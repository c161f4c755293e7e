//! The main loop and its event processing.

use std::fmt;
use std::marker::PhantomData;
use std::ops::ControlFlow;
use std::sync::Arc;
use std::time::{Duration, Instant};

use crate::config::DispatcherConfig;
use crate::dispatcher::{Dispatcher, FailedCall, Shared};
use crate::error::{Result, RpcError};
use crate::event::{AppEvent, UserEvent};
use crate::logging::targets;

/// Type alias for the user event handler callback.
pub type UserEventHandler<A> = Box<dyn FnMut(&A, &UserEvent)>;

/// Why a bounded run returned.
#[derive(Debug, Clone, Copy, PartialEq, Eq)]
pub enum LoopExit {
    /// A quit request was processed; the queue is closed.
    Quit,
    /// The time budget elapsed with the loop still open.
    TimedOut,
}

/// The main-thread side of the dispatcher.
///
/// The thread that creates a `MainLoop` becomes the main thread for every
/// [`Dispatcher`] it hands out. A `MainLoop` is neither `Send` nor `Sync`,
/// so it stays on that thread.
///
/// # Example
///
/// ```
/// use std::sync::Arc;
/// use emushell_core::MainLoop;
///
/// let mut main_loop = MainLoop::new(Arc::new(()));
/// let dispatcher = main_loop.dispatcher();
///
/// let worker = std::thread::spawn(move || {
///     dispatcher.try_invoke_blocking(|_: &()| Ok(())).unwrap();
///     dispatcher.quit().unwrap();
/// });
///
/// // Runs until the worker's quit request is processed.
/// main_loop.run().unwrap();
/// worker.join().unwrap();
/// ```
pub struct MainLoop<A> {
    shared: Arc<Shared<A>>,
    user_handler: Option<UserEventHandler<A>>,
    /// Pins the loop to the thread that created it.
    _main_thread_only: PhantomData<*const ()>,
}

impl<A: Send + Sync + 'static> MainLoop<A> {
    /// Create a main loop on the current thread with default configuration.
    pub fn new(context: Arc<A>) -> Self {
        Self::with_config(context, DispatcherConfig::default())
    }

    /// Create a main loop on the current thread with a custom configuration.
    pub fn with_config(context: Arc<A>, config: DispatcherConfig) -> Self {
        tracing::debug!(
            target: targets::EVENT_LOOP,
            event_loop = %config.name,
            main_thread = ?std::thread::current().id(),
            "main loop created"
        );
        Self {
            shared: Arc::new(Shared::new(context, config)),
            user_handler: None,
            _main_thread_only: PhantomData,
        }
    }

    /// Get a handle for submitting calls from any thread.
    pub fn dispatcher(&self) -> Dispatcher<A> {
        Dispatcher {
            shared: self.shared.clone(),
        }
    }

    /// The application context.
    pub fn context(&self) -> &Arc<A> {
        &self.shared.context
    }

    /// Set a handler for [`UserEvent`]s.
    pub fn set_user_event_handler<F>(&mut self, handler: F)
    where
        F: FnMut(&A, &UserEvent) + 'static,
    {
        self.user_handler = Some(Box::new(handler));
    }

    /// Clear the user event handler.
    pub fn clear_user_event_handler(&mut self) {
        self.user_handler = None;
    }

    /// Whether the loop has shut down.
    pub fn is_closed(&self) -> bool {
        self.shared.queue.is_closed()
    }

    /// Handle up to one batch of queued events without waiting.
    ///
    /// Returns the number of events handled. Events submitted while the
    /// batch runs are eligible for the same batch, up to the batch size.
    pub fn process_pending(&mut self) -> usize {
        let mut handled = 0;
        while handled < self.shared.config.batch_size {
            let Some(event) = self.shared.queue.pop() else {
                break;
            };
            handled += 1;
            if self.handle_event(event).is_break() {
                break;
            }
        }
        handled
    }

    /// Handle queued events until the queue is empty or the loop quits.
    ///
    /// Returns the number of events handled.
    pub fn process_until_idle(&mut self) -> usize {
        let mut total = 0;
        loop {
            let handled = self.process_pending();
            total += handled;
            if handled == 0 || self.is_closed() {
                return total;
            }
        }
    }

    /// Run the loop until a quit request is processed.
    ///
    /// Blocks the main thread while the queue is empty.
    ///
    /// # Errors
    ///
    /// Returns [`RpcError::DispatchUnavailable`] if the loop has already
    /// shut down.
    #[tracing::instrument(skip(self), target = "emushell_core::event_loop", level = "debug", fields(event_loop = %self.shared.config.name))]
    pub fn run(&mut self) -> Result<()> {
        if self.is_closed() {
            return Err(RpcError::DispatchUnavailable);
        }
        tracing::info!(target: targets::EVENT_LOOP, "starting main loop");

        while let Some(event) = self.shared.queue.wait_pop(None) {
            if self.handle_event(event).is_break() {
                break;
            }
        }
        Ok(())
    }

    /// Run the loop for at most `budget`.
    ///
    /// # Errors
    ///
    /// Returns [`RpcError::DispatchUnavailable`] if the loop has already
    /// shut down.
    pub fn run_for(&mut self, budget: Duration) -> Result<LoopExit> {
        if self.is_closed() {
            return Err(RpcError::DispatchUnavailable);
        }

        let deadline = Instant::now() + budget;
        loop {
            let remaining = deadline.saturating_duration_since(Instant::now());
            if remaining.is_zero() {
                return Ok(LoopExit::TimedOut);
            }
            match self.shared.queue.wait_pop(Some(remaining)) {
                Some(event) => {
                    if self.handle_event(event).is_break() {
                        return Ok(LoopExit::Quit);
                    }
                }
                None if self.is_closed() => return Ok(LoopExit::Quit),
                None => return Ok(LoopExit::TimedOut),
            }
        }
    }

    /// Close the dispatch queue.
    ///
    /// Calls still queued are dropped without running; their blocking
    /// callers are released with [`RpcError::Abandoned`]. Later submissions
    /// fail with [`RpcError::DispatchUnavailable`]. Returns the number of
    /// dropped calls.
    pub fn shutdown(&mut self) -> usize {
        let leftover = self.shared.queue.close();
        let mut dropped = 0;
        for event in leftover {
            if let AppEvent::Invoke(call) = event {
                tracing::debug!(
                    target: targets::EVENT_LOOP,
                    call = ?call.id(),
                    label = call.label(),
                    blocking = call.is_blocking(),
                    "dropping deferred call at shutdown"
                );
                dropped += 1;
            }
        }
        tracing::info!(
            target: targets::EVENT_LOOP,
            event_loop = %self.shared.config.name,
            dropped,
            "main loop shut down"
        );
        dropped
    }

    fn handle_event(&mut self, event: AppEvent<A>) -> ControlFlow<()> {
        let done = EventDone(self.shared.clone());
        let flow = match event {
            AppEvent::Invoke(call) => {
                let id = call.id();
                let label = call.label();
                tracing::trace!(
                    target: targets::DISPATCH,
                    call = ?id,
                    label,
                    blocking = call.is_blocking(),
                    "executing deferred call"
                );
                if let Some(Err(error)) = call.execute(&self.shared.context) {
                    self.shared.report_failure(FailedCall { id, label, error });
                }
                ControlFlow::Continue(())
            }
            AppEvent::User(user) => {
                match self.user_handler.as_mut() {
                    Some(handler) => handler(&self.shared.context, &user),
                    None => {
                        tracing::trace!(target: targets::EVENT_LOOP, kind = user.kind, "user event with no handler")
                    }
                }
                ControlFlow::Continue(())
            }
            AppEvent::WakeUp => ControlFlow::Continue(()),
            AppEvent::Quit => {
                tracing::debug!(target: targets::EVENT_LOOP, "processing quit event");
                ControlFlow::Break(())
            }
        };

        drop(done);
        if flow.is_break() {
            self.shutdown();
        }
        flow
    }
}

/// Marks a popped event as handled when dropped, including during unwinding.
struct EventDone<A>(Arc<Shared<A>>);

impl<A> Drop for EventDone<A> {
    fn drop(&mut self) {
        self.0.queue.complete_one();
    }
}

impl<A> Drop for MainLoop<A> {
    fn drop(&mut self) {
        let leftover = self.shared.queue.close();
        if !leftover.is_empty() {
            tracing::debug!(
                target: targets::EVENT_LOOP,
                dropped = leftover.len(),
                "main loop dropped with events still queued"
            );
        }
    }
}

impl<A> fmt::Debug for MainLoop<A> {
    fn fmt(&self, f: &mut fmt::Formatter<'_>) -> fmt::Result {
        f.debug_struct("MainLoop")
            .field("event_loop", &self.shared.config.name)
            .field("queued", &self.shared.queue.len())
            .field("closed", &self.shared.queue.is_closed())
            .field("has_user_handler", &self.user_handler.is_some())
            .finish()
    }
}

---+---

Would you please return every line in the listing where "handled" shows up?

    /// Returns the number of events handled. Events submitted while the
        let mut handled = 0;
        while handled < self.shared.config.batch_size {
            handled += 1;
        handled
    /// Returns the number of events handled.
            let handled = self.process_pending();
            total += handled;
            if handled == 0 || self.is_closed() {
/// Marks a popped event as handled when dropped, including during unwinding.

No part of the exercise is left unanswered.